# Statistics, Probability and Noise
Statistics and probability are used in Digital Signal Processing to characterize signals and the processes that generate them. For example, a primary use of DSP is to reduce interference, noise, and other undesirable components in acquired data. These may be an inherent part of the signal being measured, arise from imperfections in the data acquisition system, or be introduced as an unavoidable byproduct of some DSP operation. Statistics and probability allow these disruptive features to be measured and classified.


## 1. Signal and Graph Terminology
A signal is a description of how one parameter depends on another parameter. When both parameters have a continuous range, we call this signals **continuous**, on the other hand, when both parameters have a quantized range we call these signals **discrete**. In this course we will focus on discrete signals.

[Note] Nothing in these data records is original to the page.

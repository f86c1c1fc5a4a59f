pub mod cli;
pub mod component;
pub mod config;
pub mod error;
pub mod init;
pub mod signal;
pub mod tools;

pub use error::{PipelineError, Result};
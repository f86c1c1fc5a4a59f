//! 流程錯誤型別
//!
//! 函式庫層回傳 [`PipelineError`]，應用層（`main`、`LectureBuilder`）再以
//! `anyhow` 補上階段名稱。

use std::path::PathBuf;

#[derive(Debug, thiserror::Error)]
pub enum PipelineError {
    /// `x=..,y=..` 形式的區域設定無法解析或上下界顛倒
    #[error("無效的搜尋區域 `{spec}`: {reason}")]
    InvalidRegionSpec { spec: String, reason: String },

    #[error("未知的角落代碼 `{0}`（必須是 ul、ur、ll、lr 或 x=xmin..xmax,y=ymin..ymax）")]
    UnknownCornerCode(String),

    /// `<region>:<logo.png>` 整體格式錯誤
    #[error("無效的標誌設定 `{spec}`: {reason}")]
    InvalidLogoSpec { spec: String, reason: String },

    #[error("偵測程序失敗 [{command}]: {message}")]
    DetectorProcessFailed { command: String, message: String },

    #[error("無法解析偵測輸出第 {line_number} 行: `{line}`")]
    MalformedTelemetryLine { line_number: usize, line: String },

    #[error("編碼程序失敗 [{command}]: {message}")]
    EncodeProcessFailed { command: String, message: String },

    #[error("ffprobe 探測失敗 [{command}]: {message}")]
    ProbeFailed { command: String, message: String },

    #[error("區段邊界無效: {0}")]
    InvalidBoundaries(String),

    #[error("操作已取消")]
    Cancelled,

    #[error("檔案不存在: {}", .0.display())]
    MissingFile(PathBuf),

    #[error(transparent)]
    Io(#[from] std::io::Error),
}

pub type Result<T> = std::result::Result<T, PipelineError>;

impl PipelineError {
    /// 是否因中斷信號（而非自身失敗）而結束
    #[must_use]
    pub const fn is_cancelled(&self) -> bool {
        matches!(self, Self::Cancelled)
    }
}
use super::telemetry::{FrameSample, parse_telemetry_line};
use crate::component::logo_region::{LogoReference, SearchRegion};
use crate::error::{PipelineError, Result};
use crate::tools::{CommandTracer, CrLfLines, describe_command, spawn_stderr_collector};
use log::{debug, warn};
use std::fs;
use std::path::{Path, PathBuf};
use std::process::{Child, ChildStdout, Command, Stdio};
use std::sync::atomic::{AtomicBool, Ordering};
use std::thread::JoinHandle;

/// find_rect 的匹配門檻（越小越嚴格）
pub const MATCH_THRESHOLD: f64 = 0.2;

/// 單向、延遲產生的影格序列
pub type FrameStream<'a> = Box<dyn Iterator<Item = Result<FrameSample>> + Send + 'a>;

/// 一次偵測所需的參數
#[derive(Debug, Clone, Copy)]
pub struct AnalysisJob<'a> {
    pub logo: &'a PreparedLogo,
    pub region: SearchRegion,
    pub video: &'a Path,
    /// 設定後串流會終止子程序並回傳 [`PipelineError::Cancelled`]
    pub cancel: &'a AtomicBool,
}

/// 逐格比對標誌的外部分析器
pub trait FrameAnalyzer: Send + Sync {
    /// 將標誌轉成分析器可用的格式，`work_dir` 放暫存檔
    fn prepare_logo(&self, logo: &LogoReference, work_dir: &Path) -> Result<PreparedLogo>;

    fn analyze<'a>(&'a self, job: &AnalysisJob<'a>) -> Result<FrameStream<'a>>;

    /// 錯誤訊息中代表這次偵測的命令列
    fn describe(&self, job: &AnalysisJob<'_>) -> String {
        format!("analyze {}", job.video.display())
    }
}

/// 準備好的標誌檔；若是暫存檔，離開作用域時刪除
#[derive(Debug)]
pub struct PreparedLogo {
    path: PathBuf,
    temporary: bool,
}

impl PreparedLogo {
    /// 直接使用現有檔案，不會刪除
    #[must_use]
    pub fn existing(path: impl Into<PathBuf>) -> Self {
        Self {
            path: path.into(),
            temporary: false,
        }
    }

    #[must_use]
    pub fn temporary(path: impl Into<PathBuf>) -> Self {
        Self {
            path: path.into(),
            temporary: true,
        }
    }

    #[must_use]
    pub fn path(&self) -> &Path {
        &self.path
    }
}

impl Drop for PreparedLogo {
    fn drop(&mut self) {
        if self.temporary && self.path.exists() {
            if let Err(e) = fs::remove_file(&self.path) {
                warn!("無法刪除暫存標誌 {}: {e}", self.path.display());
            }
        }
    }
}

/// 以 ffprobe + lavfi find_rect 濾鏡實作的分析器
#[derive(Debug, Clone)]
pub struct FindRectAnalyzer {
    ffmpeg: PathBuf,
    ffprobe: PathBuf,
    tracer: CommandTracer,
}

impl FindRectAnalyzer {
    #[must_use]
    pub fn new(ffmpeg: impl Into<PathBuf>, ffprobe: impl Into<PathBuf>, tracer: CommandTracer) -> Self {
        Self {
            ffmpeg: ffmpeg.into(),
            ffprobe: ffprobe.into(),
            tracer,
        }
    }

    #[must_use]
    pub fn build_command(&self, job: &AnalysisJob<'_>) -> Command {
        let r = job.region;
        let graph = format!(
            "movie={},find_rect=object={}:threshold={MATCH_THRESHOLD}:xmin={}:xmax={}:ymin={}:ymax={}",
            escape_filter_value(&job.video.to_string_lossy()),
            escape_filter_value(&job.logo.path().to_string_lossy()),
            r.xmin,
            r.xmax,
            r.ymin,
            r.ymax
        );

        let mut cmd = Command::new(&self.ffprobe);
        cmd.args(["-v", "error", "-f", "lavfi", "-i"])
            .arg(graph)
            .args([
                "-show_entries",
                "frame=pts_time:frame_tags=lavfi.rect.x,lavfi.rect.y",
                "-of",
                "csv",
            ]);
        cmd
    }
}

impl FrameAnalyzer for FindRectAnalyzer {
    fn prepare_logo(&self, logo: &LogoReference, work_dir: &Path) -> Result<PreparedLogo> {
        // find_rect 只接受灰階影像
        let stem = logo
            .path
            .file_stem()
            .and_then(|s| s.to_str())
            .unwrap_or("logo");
        let pgm_path = work_dir.join(format!("{stem}.pgm"));

        let mut cmd = Command::new(&self.ffmpeg);
        cmd.args(["-hide_banner", "-nostdin", "-loglevel", "error", "-y", "-i"])
            .arg(&logo.path)
            .args(["-pix_fmt", "gray"])
            .arg(&pgm_path);
        let command = describe_command(&cmd);
        self.tracer.trace(&cmd);

        let output = cmd.output().map_err(|e| PipelineError::DetectorProcessFailed {
            command: command.clone(),
            message: format!("無法執行 ffmpeg: {e}"),
        })?;
        if !output.status.success() {
            return Err(PipelineError::DetectorProcessFailed {
                command,
                message: String::from_utf8_lossy(&output.stderr).trim().to_string(),
            });
        }

        debug!("已轉換標誌: {}", pgm_path.display());
        Ok(PreparedLogo::temporary(pgm_path))
    }

    fn analyze<'a>(&'a self, job: &AnalysisJob<'a>) -> Result<FrameStream<'a>> {
        let mut cmd = self.build_command(job);
        cmd.stdin(Stdio::null())
            .stdout(Stdio::piped())
            .stderr(Stdio::piped());
        let command = describe_command(&cmd);
        self.tracer.trace(&cmd);

        let mut child = cmd.spawn().map_err(|e| PipelineError::DetectorProcessFailed {
            command: command.clone(),
            message: format!("無法啟動 ffprobe: {e}"),
        })?;

        let stdout = child.stdout.take();
        let stderr = child.stderr.take().map(spawn_stderr_collector);
        let Some(stdout) = stdout else {
            let _ = child.kill();
            let _ = child.wait();
            return Err(PipelineError::DetectorProcessFailed {
                command,
                message: "無法取得 ffprobe 標準輸出".to_string(),
            });
        };

        Ok(Box::new(FindRectStream {
            child,
            lines: CrLfLines::new(stdout),
            stderr,
            command,
            cancel: job.cancel,
            line_number: 0,
            done: false,
        }))
    }

    fn describe(&self, job: &AnalysisJob<'_>) -> String {
        describe_command(&self.build_command(job))
    }
}

/// 讀取 ffprobe 標準輸出直到結束，之後才檢查結束狀態
struct FindRectStream<'a> {
    child: Child,
    lines: CrLfLines<ChildStdout>,
    stderr: Option<JoinHandle<String>>,
    command: String,
    cancel: &'a AtomicBool,
    line_number: usize,
    done: bool,
}

impl FindRectStream<'_> {
    fn abort(&mut self) {
        self.done = true;
        let _ = self.child.kill();
        let _ = self.child.wait();
    }

    fn stderr_tail(&mut self) -> String {
        self.stderr
            .take()
            .and_then(|handle| handle.join().ok())
            .unwrap_or_default()
    }

    fn finish(&mut self) -> Option<Result<FrameSample>> {
        self.done = true;
        let status = match self.child.wait() {
            Ok(status) => status,
            Err(e) => {
                return Some(Err(PipelineError::DetectorProcessFailed {
                    command: self.command.clone(),
                    message: format!("無法等待 ffprobe 結束: {e}"),
                }));
            }
        };
        let stderr = self.stderr_tail();

        if !status.success() {
            return Some(Err(PipelineError::DetectorProcessFailed {
                command: self.command.clone(),
                message: format!("結束狀態 {status}: {}", stderr.trim()),
            }));
        }
        if self.line_number == 0 {
            return Some(Err(PipelineError::DetectorProcessFailed {
                command: self.command.clone(),
                message: "沒有輸出任何影格資料".to_string(),
            }));
        }
        None
    }
}

impl Iterator for FindRectStream<'_> {
    type Item = Result<FrameSample>;

    fn next(&mut self) -> Option<Self::Item> {
        if self.done {
            return None;
        }
        if self.cancel.load(Ordering::SeqCst) {
            self.abort();
            return Some(Err(PipelineError::Cancelled));
        }

        match self.lines.next() {
            Some(Ok(line)) => {
                self.line_number += 1;
                let sample = parse_telemetry_line(&line, self.line_number);
                if sample.is_err() {
                    self.abort();
                }
                Some(sample)
            }
            Some(Err(e)) => {
                self.abort();
                Some(Err(PipelineError::DetectorProcessFailed {
                    command: self.command.clone(),
                    message: format!("讀取輸出失敗: {e}"),
                }))
            }
            None => self.finish(),
        }
    }
}

impl Drop for FindRectStream<'_> {
    fn drop(&mut self) {
        if !self.done {
            self.abort();
        }
    }
}

/// 為 lavfi 濾鏡圖跳脫路徑
///
/// 需要兩層：先是濾鏡參數層（`\ ' :`），再是濾鏡圖層（`\ ' [ ] , ;`）。
#[must_use]
pub fn escape_filter_value(value: &str) -> String {
    let escape = |input: &str, special: &[char]| {
        let mut out = String::with_capacity(input.len());
        for c in input.chars() {
            if special.contains(&c) {
                out.push('\\');
            }
            out.push(c);
        }
        out
    };
    let option_level = escape(value, &['\\', '\'', ':']);
    escape(&option_level, &['\\', '\'', '[', ']', ',', ';'])
}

To keep things general, we will simply label the horizontal axis: **sample number**. If this were a continuous signal, another label would have to be used, such as: time, distance, x, etc.

The type of parameter on the horizontal axis is the domain of the signal. Some common domains are: **time**, **frequency** and **spatial domain**. When we just refer to **sample number** we are usually referring to time domain.

The variable, $N$, is widely used in DSP to represent the total number of samples in a signal. Two notations for assigning sample numbers are commonly used. In the first notation, the sample indexes run from $1$ to $N$. In the second notation, the sample indexes run from $0$ to $N-1$. We will use the second notation since *Python* indexes start by $0$. *MATLAB* would be a good example of using the first notation.


## 2. Mean and Standard Deviation

The **mean** is the average value of a signal:

$$\mu = \frac{1}{N}\sum_{i=0}^{N-1}x[i]$$

The **standard deviation** measure how far the signal fluctuates from the mean:

$$\sigma = \sqrt{\frac{1}{N-1}\sum_{i=0}^{N-1}(x[i]-\mu)^2}$$

It is of special interest because it fits well with the physics of how signals operate. For example, when random noise signals combine in an electronic circuit, the resultant noise is equal to the combined power of the individual signals, not their combined amplitude.

The standard deviation, $\sigma$, is a measure of **how far** the signal fluctuates from the mean. The variance, $\sigma^2$, represents the **power** of this fluctuation.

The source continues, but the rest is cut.